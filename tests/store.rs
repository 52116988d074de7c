//! Entity Store persistence tests against an on-disk database.

mod common;

use common::{add_plot, connect, engine_config, send, small_dataset};
use plotsync::adapters::{Channel, Command};
use plotsync::core::config::Config;
use plotsync::engine::Engine;
use plotsync::storage::StorageHandle;
use plotsync::store::{ClientKind, Entity};
use serde_json::json;
use tempfile::TempDir;

fn disk_config(dir: &TempDir) -> Config {
    let mut config = engine_config();
    config.storage.database = dir.path().join("plotsync.db").to_string_lossy().into_owned();
    config
}

async fn open(config: &Config) -> Engine {
    Engine::open(config, StorageHandle::open(&config.storage)).await
}

#[tokio::test]
async fn entities_survive_a_restart() {
    let dir = tempfile::tempdir().unwrap();
    let config = disk_config(&dir);

    let (plot, lens_id) = {
        let mut engine = open(&config).await;
        let (columns, rows) = small_dataset();
        engine.reload_dataset(columns, rows).await.unwrap();
        let lens = connect(&mut engine, "lens", ClientKind::Ar).await;
        let plot = add_plot(&mut engine, &lens, json!({"aggregationLevel": 4})).await;
        send(&mut engine, &lens, Channel::Plot, Command::Update, json!({"id": plot, "useSort": true})).await;
        send(&mut engine, &lens, Channel::Voice, Command::Update, json!({"isVoiceActive": true})).await;
        // A link still being drawn when the server goes away.
        send(&mut engine, &lens, Channel::Link, Command::Add, json!({"upstream": plot})).await;
        engine.run_due().await;
        (plot, engine.session(&lens.key).unwrap())
    };

    let mut engine = open(&config).await;
    engine.run_due().await;

    let restored = engine.stores().plots.get_cached(plot).unwrap();
    assert_eq!(restored.id(), plot);
    assert_eq!(restored.aggregation_level(), 4);
    assert!(restored.use_sort());
    assert_eq!(restored.data().len(), 3);

    assert!(engine.stores().links.is_empty());
    let lens = engine.stores().clients.get_cached(lens_id).unwrap();
    assert_eq!(lens.name(), "lens");
    assert!(!lens.is_voice_active());
}

#[tokio::test]
async fn ids_continue_after_the_largest_persisted_one() {
    let dir = tempfile::tempdir().unwrap();
    let config = disk_config(&dir);

    let first = {
        let mut engine = open(&config).await;
        let tablet = connect(&mut engine, "tablet", ClientKind::Web).await;
        add_plot(&mut engine, &tablet, json!({})).await;
        add_plot(&mut engine, &tablet, json!({})).await
    };

    let mut engine = open(&config).await;
    let tablet = connect(&mut engine, "tablet", ClientKind::Web).await;
    let next = add_plot(&mut engine, &tablet, json!({})).await;
    assert!(next > first);
    assert_eq!(engine.stores().plots.len(), 3);
}

#[tokio::test]
async fn invalid_links_are_removed_on_load() {
    let dir = tempfile::tempdir().unwrap();
    let config = disk_config(&dir);

    let (a, b) = {
        let mut engine = open(&config).await;
        let tablet = connect(&mut engine, "tablet", ClientKind::Web).await;
        let a = add_plot(&mut engine, &tablet, json!({})).await;
        let b = add_plot(&mut engine, &tablet, json!({})).await;
        common::add_link(&mut engine, &tablet, a, b).await;
        // Rejected at once: the reverse edge closes a loop.
        send(&mut engine, &tablet, Channel::Link, Command::Add, json!({"upstream": b, "downstream": a})).await;
        assert_eq!(engine.stores().links.len(), 1);
        (a, b)
    };

    let engine = open(&config).await;
    assert_eq!(engine.stores().links.len(), 1);
    assert_eq!(engine.graph().upstreams(b), vec![a]);
}

#[tokio::test]
async fn half_drawn_link_is_dropped_on_restart() {
    let dir = tempfile::tempdir().unwrap();
    let config = disk_config(&dir);

    let (a, b) = {
        let mut engine = open(&config).await;
        let lens = connect(&mut engine, "lens", ClientKind::Ar).await;
        let a = add_plot(&mut engine, &lens, json!({})).await;
        let b = add_plot(&mut engine, &lens, json!({})).await;
        let owner = engine.session(&lens.key).unwrap();
        // Both ends are set but the lens is still dragging it.
        send(
            &mut engine,
            &lens,
            Channel::Link,
            Command::Add,
            json!({"upstream": a, "downstream": b, "createdBy": owner}),
        )
        .await;
        let link = engine.stores().links.iter().next().unwrap();
        assert!(!link.is_finalized());
        assert!(engine.graph().is_empty());
        (a, b)
    };

    let engine = open(&config).await;
    assert!(engine.stores().plots.contains(a) && engine.stores().plots.contains(b));
    assert!(engine.stores().links.is_empty());
    assert!(engine.graph().upstreams(b).is_empty());
}

#[tokio::test]
async fn edited_client_is_not_replaced_by_its_stale_row() {
    let mut config = engine_config();
    config.storage.write_debounce_ms = 60_000;
    let mut engine = open(&config).await;

    let lens = connect(&mut engine, "hl", ClientKind::Ar).await;
    let id = engine.session(&lens.key).unwrap();
    engine.handle_admin(&format!("rename {id} alpha")).await.unwrap();
    engine.handle_admin(&format!("debug {id}")).await.unwrap();
    common::disconnect(&mut engine, &lens).await;

    // The row written at creation still says "hl"; the rename has not been
    // flushed yet.
    let again = connect(&mut engine, "hl", ClientKind::Ar).await;

    let edited = engine.stores().clients.get_cached(id).unwrap();
    assert_eq!(edited.name(), "alpha");
    assert!(edited.is_debug());
    assert_ne!(engine.session(&again.key), Some(id));
}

━━━━━━━━━━━━━━━━

* **Required action**
Lines containing the word "format" are to be located in the entries and copied.

* **Answer section**
    engine.handle_admin(&format!("rename {id} alpha")).await.unwrap();
    engine.handle_admin(&format!("debug {id}")).await.unwrap();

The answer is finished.